Hongrie Viktor Orban, le plus chinois des Européens
Le Premier ministre accepte avec bonheur les investissements de l’empire du Milieu, au grand dam de Bruxelles. Il veut même se faire inoculer le vaccin Sinopharm.
Le chantier est colossal. A la rentrée 2024, Budapest accueillera le premier campus européen de l’université d’élite Fudan de Shanghai. Disposant d’un budget plus élevé que l’ensemble de l’enseignement supérieur hongrois, l’établissement formera 5 000 étudiants en master chaque année. Généreux, le gouvernement de Viktor Orban soutient l’achat du terrain situé au sud de Pest, près de l’île industrielle de Csepel. Montant de l’aide : 2,2 millions d’euros. Objectif : transformer la capitale hongroise en « pôle régional de connaissances », affirme le ministère de l’Innovation. Le calendrier est cruel : au moment où elle engageait les négociations avec Fudan, l’administration chassait du pays l’université d’Europe centrale fondée par le milliardaire américain d’origine magyare George Soros, la bête noire de Viktor Orban. Pépinière de l’élite politique régionale, dont une partie de l’actuel exécutif, cet établissement d’excellence a dû déménager à Vienne à l’automne 2019.

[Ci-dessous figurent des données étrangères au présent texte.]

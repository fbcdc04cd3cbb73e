//! Error types shared across the profile layer

use std::time::Duration;

use thiserror::Error;

use crate::fetch::FetchError;
use crate::integrity::IntegrityError;
use crate::store::StoreError;

/// Why a profile failed to load or update.
///
/// Stored in the profile state for display, so it is cloneable and carries
/// messages rather than source errors.
#[derive(Debug, Clone, PartialEq, Eq, Error)]
pub enum ProfileError {
    /// Unreachable source, non-success status, timeout
    #[error("Download failed: {0}")]
    Network(String),

    /// Not a filter list, or no usable rules
    #[error("Invalid filter list: {0}")]
    Format(String),

    /// Declared checksum mismatch or corrupt cache
    #[error("Checksum verification failed: {0}")]
    Integrity(String),

    /// Local list file could not be read
    #[error("Failed to read profile file: {0}")]
    Read(String),
}

impl From<FetchError> for ProfileError {
    fn from(e: FetchError) -> Self {
        match e {
            FetchError::Io(e) => ProfileError::Read(e.to_string()),
            other => ProfileError::Network(other.to_string()),
        }
    }
}

impl From<IntegrityError> for ProfileError {
    fn from(e: IntegrityError) -> Self {
        ProfileError::Integrity(e.to_string())
    }
}

/// Invalid input at the add/edit boundary.
#[derive(Debug, Clone, PartialEq, Eq, Error)]
pub enum ConfigurationError {
    #[error("A profile named {0:?} already exists")]
    DuplicateName(String),

    #[error("Invalid profile name {0:?}: use letters, digits, '-' and '_'")]
    InvalidName(String),

    #[error("Invalid update interval {0:?}: use 0 (never) or between 1 hour and 365 days")]
    InvalidInterval(Duration),

    #[error("Invalid source URL {0:?}: expected http://, https:// or file://")]
    InvalidUrl(String),

    #[error("No profile named {0:?}")]
    UnknownProfile(String),
}

/// Errors from [`ContentBlockingManager`](crate::ContentBlockingManager) operations.
#[derive(Debug, Error)]
pub enum ManagerError {
    #[error(transparent)]
    Configuration(#[from] ConfigurationError),

    #[error("Storage error: {0}")]
    Store(#[from] StoreError),

    #[error("Fetcher setup failed: {0}")]
    Fetch(#[from] FetchError),
}

#[cfg(test)]
mod tests {
    use super::*;

    #[test]
    fn test_fetch_error_mapping() {
        let err: ProfileError = FetchError::Http(503).into();
        assert_eq!(err, ProfileError::Network("HTTP error: 503".into()));

        let io = std::io::Error::new(std::io::ErrorKind::NotFound, "missing");
        let err: ProfileError = FetchError::Io(io).into();
        assert!(matches!(err, ProfileError::Read(_)));
    }

    #[test]
    fn test_display() {
        let err = ConfigurationError::InvalidInterval(Duration::from_secs(60));
        assert!(err.to_string().contains("1 hour"));
        assert_eq!(ProfileError::Format("empty".into()).to_string(), "Invalid filter list: empty");
    }
}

L’installation de l’université Fudan sur le sol hongrois n’est qu’un nouvel épisode de l’idylle qu’entretient Orban avec l’empire du Milieu depuis le 3 décembre 2013. Ce jour-là, le Premier ministre inaugurait à Biatorbagy, près de Budapest, le plus grand centre logistique de Huawei hors de Chine. Au coeur des 30 000 mètres carrés de l’édifice, le dirigeant prononçait un plaidoyer en faveur de la coopération sino-hongroise : « Seuls les pays ouverts à la Chine et les zones où les entreprises chinoises sont présentes auront la capacité de s’en sortir et de devenir des gagnants dans un monde post-crise. »

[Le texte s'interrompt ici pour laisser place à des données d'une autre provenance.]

//! Profile loading, updating and scheduling
//!
//! All loads and updates of a profile run one at a time: a request arriving
//! while another is in flight waits for that one's outcome instead of
//! starting its own download. Failures stay on the profile they happened to
//! and never replace a working index.

use std::sync::Arc;
use std::time::{Duration, SystemTime};

use tokio::sync::watch;
use tokio::task::JoinHandle;
use tokio::time::MissedTickBehavior;

use lg_compiler::{build_index, has_list_header, CompiledList};

use crate::error::ProfileError;
use crate::events::{EventBus, ProfileEventKind};
use crate::fetch::Fetcher;
use crate::integrity::{compute_checksum, verify_checksum, verify_declared_checksum};
use crate::profile::{lock, FilterProfile, ProfileState};
use crate::store::ProfileStore;

/// Result of one load or update attempt.
#[derive(Debug, Clone, PartialEq, Eq)]
pub enum UpdateOutcome {
    /// A new index was installed
    Updated { rules: usize },
    /// Downloaded bytes matched the current list
    Unchanged,
    Failed(ProfileError),
}

impl UpdateOutcome {
    pub fn is_success(&self) -> bool {
        !matches!(self, Self::Failed(_))
    }
}

#[derive(Debug, Clone, Copy)]
enum Job {
    /// Load from the local cache, falling back to a download
    Activate,
    /// Download and replace
    Update,
}

/// Clears the in-flight slot when the leading task finishes or is dropped.
struct InFlightGuard<'a> {
    profile: &'a FilterProfile,
}

impl Drop for InFlightGuard<'_> {
    fn drop(&mut self) {
        *lock(&self.profile.in_flight) = None;
        // Cancelled mid-update: leave a state that reflects what is serving.
        match self.profile.state() {
            ProfileState::Updating => self.profile.set_state(ProfileState::Loaded),
            ProfileState::Loading => self.profile.set_state(ProfileState::NotLoaded),
            _ => {}
        }
    }
}

pub struct ProfileUpdater {
    fetcher: Arc<dyn Fetcher>,
    store: Arc<ProfileStore>,
    events: EventBus,
}

impl ProfileUpdater {
    pub fn new(fetcher: Arc<dyn Fetcher>, store: Arc<ProfileStore>, events: EventBus) -> Self {
        Self { fetcher, store, events }
    }

    /// Download the profile's list and install it if it changed.
    ///
    /// Manual refreshes and scheduled updates both come through here.
    pub async fn update_now(&self, profile: &FilterProfile) -> UpdateOutcome {
        self.run_exclusive(profile, Job::Update).await
    }

    /// Install the cached list if it is intact, otherwise download it.
    pub async fn activate(&self, profile: &FilterProfile) -> UpdateOutcome {
        self.run_exclusive(profile, Job::Activate).await
    }

    async fn run_exclusive(&self, profile: &FilterProfile, job: Job) -> UpdateOutcome {
        let sender = {
            let mut slot = lock(&profile.in_flight);
            match slot.as_ref() {
                Some(receiver) => Err(receiver.clone()),
                None => {
                    let (sender, receiver) = watch::channel(None);
                    *slot = Some(receiver);
                    Ok(sender)
                }
            }
        };

        let sender = match sender {
            Ok(sender) => sender,
            Err(mut receiver) => {
                log::debug!("Profile '{}' already updating, waiting for it", profile.name());
                return match receiver.wait_for(Option::is_some).await {
                    Ok(outcome) => outcome.clone().unwrap_or(UpdateOutcome::Unchanged),
                    Err(_) => UpdateOutcome::Failed(ProfileError::Network("update cancelled".into())),
                };
            }
        };

        let guard = InFlightGuard { profile };
        let outcome = match job {
            Job::Activate => self.load_cached_or_fetch(profile).await,
            Job::Update => self.fetch_and_install(profile).await,
        };
        drop(guard);

        let _ = sender.send(Some(outcome.clone()));
        outcome
    }

    async fn load_cached_or_fetch(&self, profile: &FilterProfile) -> UpdateOutcome {
        if profile.has_index() {
            return UpdateOutcome::Unchanged;
        }
        profile.set_state(ProfileState::Loading);

        let name = profile.name().to_string();
        let store = Arc::clone(&self.store);
        let cached = tokio::task::spawn_blocking(move || store.read_list(&name)).await;

        let data = match cached {
            Ok(Ok(Some(data))) => data,
            Ok(Ok(None)) => {
                log::info!("No cached list for '{}', downloading", profile.name());
                return self.fetch_and_install(profile).await;
            }
            Ok(Err(e)) => {
                log::warn!("Failed to read cached list for '{}': {}", profile.name(), e);
                return self.fetch_and_install(profile).await;
            }
            Err(e) => {
                log::warn!("Cache read task for '{}' failed: {}", profile.name(), e);
                return self.fetch_and_install(profile).await;
            }
        };

        match self.compile_cached(profile, data).await {
            Ok(compiled) => {
                let rules = compiled.index.len();
                self.install(profile, compiled);
                profile.record_success();
                log::info!("Loaded '{}' from cache ({} rules)", profile.name(), rules);
                self.events.emit(profile.name(), ProfileEventKind::Modified);
                UpdateOutcome::Updated { rules }
            }
            Err(e) => {
                log::warn!("Discarding cached list for '{}': {}", profile.name(), e);
                let name = profile.name().to_string();
                let store = Arc::clone(&self.store);
                if let Ok(Err(e)) = tokio::task::spawn_blocking(move || store.remove_list(&name)).await {
                    log::warn!("Failed to delete cached list for '{}': {}", profile.name(), e);
                }
                profile.update_metadata(|m| m.checksum = None);
                self.fetch_and_install(profile).await
            }
        }
    }

    /// The cache must match the checksum recorded when it was written.
    async fn compile_cached(&self, profile: &FilterProfile, data: Vec<u8>) -> Result<CompiledList, ProfileError> {
        let expected = profile
            .metadata()
            .checksum
            .ok_or_else(|| ProfileError::Integrity("no checksum recorded for cache".into()))?;
        verify_checksum(&data, &expected)?;

        let text = String::from_utf8(data).map_err(|_| ProfileError::Integrity("cache is not UTF-8".into()))?;
        compile(text).await
    }

    async fn fetch_and_install(&self, profile: &FilterProfile) -> UpdateOutcome {
        let name = profile.name().to_string();
        let had_index = profile.has_index();
        profile.set_state(if had_index {
            ProfileState::Updating
        } else {
            ProfileState::Loading
        });
        self.events.emit(&name, ProfileEventKind::UpdateStarted);

        let source_url = profile.metadata().source_url;
        log::info!("Updating '{}' from {}", name, source_url);

        let data = match self.fetcher.fetch(&source_url).await {
            Ok(data) => data,
            Err(e) => return self.fail(profile, e.into()),
        };

        let text = match std::str::from_utf8(&data) {
            Ok(text) => text,
            Err(_) => return self.fail(profile, ProfileError::Format("list is not UTF-8 text".into())),
        };
        if !has_list_header(text) {
            return self.fail(profile, ProfileError::Format("no filter list header".into()));
        }

        let checksum = compute_checksum(&data);
        if had_index && profile.metadata().checksum.as_deref() == Some(checksum.as_str()) {
            profile.update_metadata(|m| m.last_update = Some(SystemTime::now()));
            profile.record_success();
            self.persist(profile, None).await;
            log::info!("'{}' is unchanged", name);
            self.events.emit(&name, ProfileEventKind::Unchanged);
            return UpdateOutcome::Unchanged;
        }

        if let Err(e) = verify_declared_checksum(text) {
            return self.fail(profile, e.into());
        }

        let compiled = match compile(text.to_string()).await {
            Ok(compiled) => compiled,
            Err(e) => return self.fail(profile, e),
        };

        let rules = compiled.index.len();
        let errors = compiled.report.errors;
        self.install(profile, compiled);
        profile.update_metadata(|m| {
            m.last_update = Some(SystemTime::now());
            m.checksum = Some(checksum);
        });
        profile.record_success();
        self.persist(profile, Some(data)).await;

        log::info!("Updated '{}': {} rules, {} unparseable lines", name, rules, errors);
        self.events.emit(&name, ProfileEventKind::Updated { rules });
        UpdateOutcome::Updated { rules }
    }

    /// Swap in a compiled list and adopt its header metadata.
    fn install(&self, profile: &FilterProfile, compiled: CompiledList) {
        let list_metadata = compiled.metadata;
        profile.swap_index(compiled.index);
        profile.update_metadata(|m| {
            if m.title_from_list {
                if let Some(title) = &list_metadata.title {
                    m.title = title.clone();
                }
            }
            m.list_title = list_metadata.title.clone();
            m.homepage = list_metadata.homepage.clone();
            m.expires = list_metadata.expires;
        });
    }

    /// Write the list (if given) and metadata. Failure keeps the new index.
    async fn persist(&self, profile: &FilterProfile, data: Option<Vec<u8>>) {
        let record = profile.record();
        let store = Arc::clone(&self.store);
        let result = tokio::task::spawn_blocking(move || record.persist(&store, data.as_deref())).await;

        match result {
            Ok(Ok(())) => {}
            Ok(Err(e)) => log::warn!("Failed to persist '{}': {}", profile.name(), e),
            Err(e) => log::warn!("Persist task for '{}' failed: {}", profile.name(), e),
        }
    }

    fn fail(&self, profile: &FilterProfile, error: ProfileError) -> UpdateOutcome {
        if profile.has_index() {
            log::warn!("Update of '{}' failed, keeping previous rules: {}", profile.name(), error);
        } else {
            log::warn!("Loading '{}' failed: {}", profile.name(), error);
        }
        profile.record_failure(error.clone());
        self.events
            .emit(profile.name(), ProfileEventKind::UpdateFailed(error.clone()));
        UpdateOutcome::Failed(error)
    }

    /// Start the periodic check. Each tick activates enabled profiles that
    /// were never loaded and updates the ones that are due. `profiles` is
    /// called on every tick, so profiles added later are picked up.
    pub fn schedule_all<F>(self: &Arc<Self>, profiles: F, tick: Duration) -> ScheduleHandle
    where
        F: Fn() -> Vec<Arc<FilterProfile>> + Send + Sync + 'static,
    {
        let updater = Arc::clone(self);
        let task = tokio::spawn(async move {
            let mut interval = tokio::time::interval(tick);
            interval.set_missed_tick_behavior(MissedTickBehavior::Delay);

            loop {
                interval.tick().await;
                let now = SystemTime::now();

                for profile in profiles() {
                    if !profile.is_enabled() || profile.is_updating() {
                        continue;
                    }
                    let job = if !profile.has_index() && profile.state() == ProfileState::NotLoaded {
                        Job::Activate
                    } else if profile.is_due(now) {
                        Job::Update
                    } else {
                        continue;
                    };

                    log::debug!("Scheduling {:?} for '{}'", job, profile.name());
                    let updater = Arc::clone(&updater);
                    tokio::spawn(async move {
                        updater.run_exclusive(&profile, job).await;
                    });
                }
            }
        });

        ScheduleHandle { task }
    }
}

/// Build off the async runtime; parsing a large list takes a while.
async fn compile(text: String) -> Result<CompiledList, ProfileError> {
    tokio::task::spawn_blocking(move || build_index(&text))
        .await
        .map_err(|e| ProfileError::Format(format!("parser task failed: {e}")))?
        .map_err(|e| ProfileError::Format(e.to_string()))
}

/// Running scheduler. Dropping the handle stops it.
pub struct ScheduleHandle {
    task: JoinHandle<()>,
}

impl ScheduleHandle {
    pub fn stop(self) {
        self.task.abort();
    }

    pub fn is_running(&self) -> bool {
        !self.task.is_finished()
    }
}

impl Drop for ScheduleHandle {
    fn drop(&mut self) {
        self.task.abort();
    }
}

Et qu’importe si les Européens considèrent de plus en plus la Hongrie comme le « cheval de Troie » du géant asiatique. « En Europe occidentale, l’université de Fudan susciterait peut-être la controverse ou une certaine vigilance, confirme Tamas Matura, spécialiste de la Chine et professeur assistant à l’université Corvinus de Budapest. Mais en Hongrie, elle n’a rien à craindre. » La capitale n’accueille-t-elle déjà pas cinq instituts Confucius ? Outils du « soft power » chinois, ces centres culturels sont considérés par leurs détracteurs comme des relais de la propagande de Pékin, voire des avant-postes d’espionnage. Mais Viktor Orban n’en a cure.
Le chef du gouvernement estime n’avoir de comptes à rendre à personne – et certainement pas à Bruxelles. Le 29 janvier, lors de son interview hebdomadaire sur la fréquence publique Kossuth Radio, il déclarait qu’il se ferait injecter le vaccin Sinopharm, « car ce sont les Chinois qui connaissent le mieux le virus ». L’aprèsmidi même, Budapest annonçait une commande de 5 millions de doses, faisant de la Hongrie le premier Etat membre de l’UE à se fier à ce sérum, qui n’a pourtant pas reçu d’autorisation de mise sur le marché de l’agence européenne du médicament. Unique parmi les Vingt-Sept, le choix d’Orban s’inspire de celui de la Serbie voisine, qui inocule massivement le
Sinopharm et déroule, elle aussi, le tapis rouge aux intérêts stratégiques de Xi Jinping. Pékin finance d’ailleurs la modernisation de la ligne ferroviaire BelgradeBudapest afin d’accélérer l’acheminement des marchandises depuis le port du Pirée, en Grèce, sous pavillon chinois depuis 2008.
En Hongrie, le grand gagnant de l’opération s’appelle Lorinc Meszaros, l’oligarque favori du régime. L’une de ses entreprises aménagera les 150 kilomètres de la portion hongroise aux côtés de deux compagnies chinoises. « Ce chantier symbolique offre à la Chine une entrée dans l’UE, constate le politologue Peter Kreko, de l’institut Political Capital, à Budapest. Pékin s’achète de l’influence politique pour quasi rien. »
Voire pour rien du tout ! Le pays s’est en effet endetté sur vingt ans auprès de la banque d’exportation et d’importation de Chine afin de payer sa quote-part du tronçon Belgrade-Budapest. En avril 2020, le Parlement, largement acquis au parti Fidesz de Viktor Orban, votait la mise au secret des détails du contrat pour une période de dix ans. En Hongrie, rien n’est trop bon pour satisfaire Pékin.